Source data section start

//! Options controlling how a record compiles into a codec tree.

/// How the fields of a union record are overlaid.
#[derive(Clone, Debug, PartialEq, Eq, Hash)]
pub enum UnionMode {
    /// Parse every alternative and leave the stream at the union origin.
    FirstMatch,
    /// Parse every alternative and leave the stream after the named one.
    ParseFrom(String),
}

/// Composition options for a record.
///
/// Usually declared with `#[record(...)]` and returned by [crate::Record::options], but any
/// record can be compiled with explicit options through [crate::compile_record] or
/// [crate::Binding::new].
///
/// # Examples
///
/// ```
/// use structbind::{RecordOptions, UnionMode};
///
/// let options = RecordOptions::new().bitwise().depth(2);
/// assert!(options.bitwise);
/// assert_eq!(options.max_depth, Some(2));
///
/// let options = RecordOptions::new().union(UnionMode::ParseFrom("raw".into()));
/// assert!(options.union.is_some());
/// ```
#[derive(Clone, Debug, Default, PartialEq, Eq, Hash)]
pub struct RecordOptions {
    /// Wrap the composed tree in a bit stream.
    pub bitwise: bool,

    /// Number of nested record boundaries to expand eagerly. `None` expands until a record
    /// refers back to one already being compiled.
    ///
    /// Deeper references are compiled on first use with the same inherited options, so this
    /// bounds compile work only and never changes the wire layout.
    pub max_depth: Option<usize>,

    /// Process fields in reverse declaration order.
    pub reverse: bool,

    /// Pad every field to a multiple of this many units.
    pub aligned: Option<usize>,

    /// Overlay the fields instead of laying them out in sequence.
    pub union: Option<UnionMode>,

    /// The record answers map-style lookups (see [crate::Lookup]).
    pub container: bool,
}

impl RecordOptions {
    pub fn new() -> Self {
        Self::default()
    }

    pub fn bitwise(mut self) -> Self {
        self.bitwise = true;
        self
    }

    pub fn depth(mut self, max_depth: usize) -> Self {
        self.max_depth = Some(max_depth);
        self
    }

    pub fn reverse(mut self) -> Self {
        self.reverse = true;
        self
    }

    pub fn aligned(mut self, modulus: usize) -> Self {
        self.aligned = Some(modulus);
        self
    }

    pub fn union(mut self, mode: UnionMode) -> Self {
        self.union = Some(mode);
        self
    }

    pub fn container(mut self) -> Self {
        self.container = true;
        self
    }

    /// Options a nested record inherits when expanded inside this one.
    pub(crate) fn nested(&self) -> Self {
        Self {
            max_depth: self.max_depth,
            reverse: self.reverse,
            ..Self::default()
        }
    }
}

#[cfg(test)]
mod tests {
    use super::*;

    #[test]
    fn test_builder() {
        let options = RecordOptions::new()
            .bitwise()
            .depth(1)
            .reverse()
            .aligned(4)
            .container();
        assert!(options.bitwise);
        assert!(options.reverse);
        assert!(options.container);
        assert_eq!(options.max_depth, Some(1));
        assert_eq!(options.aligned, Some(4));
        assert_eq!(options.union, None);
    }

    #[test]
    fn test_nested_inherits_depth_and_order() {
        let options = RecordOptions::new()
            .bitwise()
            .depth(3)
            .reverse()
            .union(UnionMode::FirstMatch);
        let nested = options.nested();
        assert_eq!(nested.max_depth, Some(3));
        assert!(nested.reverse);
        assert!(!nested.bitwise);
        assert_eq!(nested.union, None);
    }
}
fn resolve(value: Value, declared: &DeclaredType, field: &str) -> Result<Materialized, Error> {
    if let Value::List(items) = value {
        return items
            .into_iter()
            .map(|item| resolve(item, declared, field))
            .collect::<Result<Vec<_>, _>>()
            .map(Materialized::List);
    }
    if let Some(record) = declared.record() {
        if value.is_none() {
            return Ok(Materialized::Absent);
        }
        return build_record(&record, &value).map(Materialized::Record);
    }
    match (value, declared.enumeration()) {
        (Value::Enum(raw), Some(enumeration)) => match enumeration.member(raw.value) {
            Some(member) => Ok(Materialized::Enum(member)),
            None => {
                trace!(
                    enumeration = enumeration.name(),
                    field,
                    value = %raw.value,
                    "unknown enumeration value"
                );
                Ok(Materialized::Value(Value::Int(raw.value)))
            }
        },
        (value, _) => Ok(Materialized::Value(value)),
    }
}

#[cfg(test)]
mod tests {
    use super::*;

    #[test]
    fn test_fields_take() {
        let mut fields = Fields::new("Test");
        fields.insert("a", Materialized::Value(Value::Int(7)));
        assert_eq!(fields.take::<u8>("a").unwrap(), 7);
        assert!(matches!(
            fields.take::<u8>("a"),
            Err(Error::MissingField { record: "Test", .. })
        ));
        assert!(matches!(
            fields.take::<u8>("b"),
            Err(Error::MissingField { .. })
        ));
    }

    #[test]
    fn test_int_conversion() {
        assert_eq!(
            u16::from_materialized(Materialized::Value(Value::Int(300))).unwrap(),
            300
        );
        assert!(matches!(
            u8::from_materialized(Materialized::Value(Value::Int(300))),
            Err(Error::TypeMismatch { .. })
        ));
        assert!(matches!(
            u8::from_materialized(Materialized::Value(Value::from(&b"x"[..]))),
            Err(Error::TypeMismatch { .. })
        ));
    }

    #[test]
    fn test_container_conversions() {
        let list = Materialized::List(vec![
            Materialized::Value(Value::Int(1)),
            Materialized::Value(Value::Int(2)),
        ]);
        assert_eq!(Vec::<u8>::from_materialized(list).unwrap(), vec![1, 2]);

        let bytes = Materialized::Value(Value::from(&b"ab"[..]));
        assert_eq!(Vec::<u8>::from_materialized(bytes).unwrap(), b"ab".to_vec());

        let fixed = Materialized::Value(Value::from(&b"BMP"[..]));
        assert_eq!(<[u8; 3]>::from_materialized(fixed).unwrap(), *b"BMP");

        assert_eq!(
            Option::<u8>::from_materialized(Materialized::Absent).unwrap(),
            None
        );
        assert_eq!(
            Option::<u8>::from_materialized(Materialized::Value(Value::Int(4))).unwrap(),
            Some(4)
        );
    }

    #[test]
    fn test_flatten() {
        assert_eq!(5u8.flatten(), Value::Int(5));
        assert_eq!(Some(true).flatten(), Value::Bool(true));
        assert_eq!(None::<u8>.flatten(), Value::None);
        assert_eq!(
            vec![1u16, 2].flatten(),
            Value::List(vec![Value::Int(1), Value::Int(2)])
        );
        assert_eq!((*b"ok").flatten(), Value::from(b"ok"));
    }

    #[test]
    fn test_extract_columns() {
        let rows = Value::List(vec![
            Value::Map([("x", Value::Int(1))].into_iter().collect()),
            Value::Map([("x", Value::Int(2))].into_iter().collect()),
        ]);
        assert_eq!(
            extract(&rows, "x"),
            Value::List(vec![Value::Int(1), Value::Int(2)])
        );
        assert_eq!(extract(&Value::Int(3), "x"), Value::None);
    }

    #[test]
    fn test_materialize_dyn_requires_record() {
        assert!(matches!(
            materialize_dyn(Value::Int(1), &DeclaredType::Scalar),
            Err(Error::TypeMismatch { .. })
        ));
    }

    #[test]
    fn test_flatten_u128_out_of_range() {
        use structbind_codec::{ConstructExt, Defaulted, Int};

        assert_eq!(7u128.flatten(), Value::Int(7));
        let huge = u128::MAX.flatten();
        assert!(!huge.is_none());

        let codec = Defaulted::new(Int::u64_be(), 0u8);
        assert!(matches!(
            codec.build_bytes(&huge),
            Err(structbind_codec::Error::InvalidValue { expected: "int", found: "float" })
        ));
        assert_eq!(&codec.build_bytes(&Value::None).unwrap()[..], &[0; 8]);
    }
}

Source data section end

The answer should consist of every record above, copied exactly.

> [Response]
//! Options controlling how a record compiles into a codec tree.

/// How the fields of a union record are overlaid.
#[derive(Clone, Debug, PartialEq, Eq, Hash)]
pub enum UnionMode {
    /// Parse every alternative and leave the stream at the union origin.
    FirstMatch,
    /// Parse every alternative and leave the stream after the named one.
    ParseFrom(String),
}

/// Composition options for a record.
///
/// Usually declared with `#[record(...)]` and returned by [crate::Record::options], but any
/// record can be compiled with explicit options through [crate::compile_record] or
/// [crate::Binding::new].
///
/// # Examples
///
/// ```
/// use structbind::{RecordOptions, UnionMode};
///
/// let options = RecordOptions::new().bitwise().depth(2);
/// assert!(options.bitwise);
/// assert_eq!(options.max_depth, Some(2));
///
/// let options = RecordOptions::new().union(UnionMode::ParseFrom("raw".into()));
/// assert!(options.union.is_some());
/// ```
#[derive(Clone, Debug, Default, PartialEq, Eq, Hash)]
pub struct RecordOptions {
    /// Wrap the composed tree in a bit stream.
    pub bitwise: bool,

    /// Number of nested record boundaries to expand eagerly. `None` expands until a record
    /// refers back to one already being compiled.
    ///
    /// Deeper references are compiled on first use with the same inherited options, so this
    /// bounds compile work only and never changes the wire layout.
    pub max_depth: Option<usize>,

    /// Process fields in reverse declaration order.
    pub reverse: bool,

    /// Pad every field to a multiple of this many units.
    pub aligned: Option<usize>,

    /// Overlay the fields instead of laying them out in sequence.
    pub union: Option<UnionMode>,

    /// The record answers map-style lookups (see [crate::Lookup]).
    pub container: bool,
}

impl RecordOptions {
    pub fn new() -> Self {
        Self::default()
    }

    pub fn bitwise(mut self) -> Self {
        self.bitwise = true;
        self
    }

    pub fn depth(mut self, max_depth: usize) -> Self {
        self.max_depth = Some(max_depth);
        self
    }

    pub fn reverse(mut self) -> Self {
        self.reverse = true;
        self
    }

    pub fn aligned(mut self, modulus: usize) -> Self {
        self.aligned = Some(modulus);
        self
    }

    pub fn union(mut self, mode: UnionMode) -> Self {
        self.union = Some(mode);
        self
    }

    pub fn container(mut self) -> Self {
        self.container = true;
        self
    }

    /// Options a nested record inherits when expanded inside this one.
    pub(crate) fn nested(&self) -> Self {
        Self {
            max_depth: self.max_depth,
            reverse: self.reverse,
            ..Self::default()
        }
    }
}

#[cfg(test)]
mod tests {
    use super::*;

    #[test]
    fn test_builder() {
        let options = RecordOptions::new()
            .bitwise()
            .depth(1)
            .reverse()
            .aligned(4)
            .container();
        assert!(options.bitwise);
        assert!(options.reverse);
        assert!(options.container);
        assert_eq!(options.max_depth, Some(1));
        assert_eq!(options.aligned, Some(4));
        assert_eq!(options.union, None);
    }

    #[test]
    fn test_nested_inherits_depth_and_order() {
        let options = RecordOptions::new()
            .bitwise()
            .depth(3)
            .reverse()
            .union(UnionMode::FirstMatch);
        let nested = options.nested();
        assert_eq!(nested.max_depth, Some(3));
        assert!(nested.reverse);
        assert!(!nested.bitwise);
        assert_eq!(nested.union, None);
    }
}
fn resolve(value: Value, declared: &DeclaredType, field: &str) -> Result<Materialized, Error> {
    if let Value::List(items) = value {
        return items
            .into_iter()
            .map(|item| resolve(item, declared, field))
            .collect::<Result<Vec<_>, _>>()
            .map(Materialized::List);
    }
    if let Some(record) = declared.record() {
        if value.is_none() {
            return Ok(Materialized::Absent);
        }
        return build_record(&record, &value).map(Materialized::Record);
    }
    match (value, declared.enumeration()) {
        (Value::Enum(raw), Some(enumeration)) => match enumeration.member(raw.value) {
            Some(member) => Ok(Materialized::Enum(member)),
            None => {
                trace!(
                    enumeration = enumeration.name(),
                    field,
                    value = %raw.value,
                    "unknown enumeration value"
                );
                Ok(Materialized::Value(Value::Int(raw.value)))
            }
        },
        (value, _) => Ok(Materialized::Value(value)),
    }
}

#[cfg(test)]
mod tests {
    use super::*;

    #[test]
    fn test_fields_take() {
        let mut fields = Fields::new("Test");
        fields.insert("a", Materialized::Value(Value::Int(7)));
        assert_eq!(fields.take::<u8>("a").unwrap(), 7);
        assert!(matches!(
            fields.take::<u8>("a"),
            Err(Error::MissingField { record: "Test", .. })
        ));
        assert!(matches!(
            fields.take::<u8>("b"),
            Err(Error::MissingField { .. })
        ));
    }

    #[test]
    fn test_int_conversion() {
        assert_eq!(
            u16::from_materialized(Materialized::Value(Value::Int(300))).unwrap(),
            300
        );
        assert!(matches!(
            u8::from_materialized(Materialized::Value(Value::Int(300))),
            Err(Error::TypeMismatch { .. })
        ));
        assert!(matches!(
            u8::from_materialized(Materialized::Value(Value::from(&b"x"[..]))),
            Err(Error::TypeMismatch { .. })
        ));
    }

    #[test]
    fn test_container_conversions() {
        let list = Materialized::List(vec![
            Materialized::Value(Value::Int(1)),
            Materialized::Value(Value::Int(2)),
        ]);
        assert_eq!(Vec::<u8>::from_materialized(list).unwrap(), vec![1, 2]);

        let bytes = Materialized::Value(Value::from(&b"ab"[..]));
        assert_eq!(Vec::<u8>::from_materialized(bytes).unwrap(), b"ab".to_vec());

        let fixed = Materialized::Value(Value::from(&b"BMP"[..]));
        assert_eq!(<[u8; 3]>::from_materialized(fixed).unwrap(), *b"BMP");

        assert_eq!(
            Option::<u8>::from_materialized(Materialized::Absent).unwrap(),
            None
        );
        assert_eq!(
            Option::<u8>::from_materialized(Materialized::Value(Value::Int(4))).unwrap(),
            Some(4)
        );
    }

    #[test]
    fn test_flatten() {
        assert_eq!(5u8.flatten(), Value::Int(5));
        assert_eq!(Some(true).flatten(), Value::Bool(true));
        assert_eq!(None::<u8>.flatten(), Value::None);
        assert_eq!(
            vec![1u16, 2].flatten(),
            Value::List(vec![Value::Int(1), Value::Int(2)])
        );
        assert_eq!((*b"ok").flatten(), Value::from(b"ok"));
    }

    #[test]
    fn test_extract_columns() {
        let rows = Value::List(vec![
            Value::Map([("x", Value::Int(1))].into_iter().collect()),
            Value::Map([("x", Value::Int(2))].into_iter().collect()),
        ]);
        assert_eq!(
            extract(&rows, "x"),
            Value::List(vec![Value::Int(1), Value::Int(2)])
        );
        assert_eq!(extract(&Value::Int(3), "x"), Value::None);
    }

    #[test]
    fn test_materialize_dyn_requires_record() {
        assert!(matches!(
            materialize_dyn(Value::Int(1), &DeclaredType::Scalar),
            Err(Error::TypeMismatch { .. })
        ));
    }

    #[test]
    fn test_flatten_u128_out_of_range() {
        use structbind_codec::{ConstructExt, Defaulted, Int};

        assert_eq!(7u128.flatten(), Value::Int(7));
        let huge = u128::MAX.flatten();
        assert!(!huge.is_none());

        let codec = Defaulted::new(Int::u64_be(), 0u8);
        assert!(matches!(
            codec.build_bytes(&huge),
            Err(structbind_codec::Error::InvalidValue { expected: "int", found: "float" })
        ));
        assert_eq!(&codec.build_bytes(&Value::None).unwrap()[..], &[0; 8]);
    }
}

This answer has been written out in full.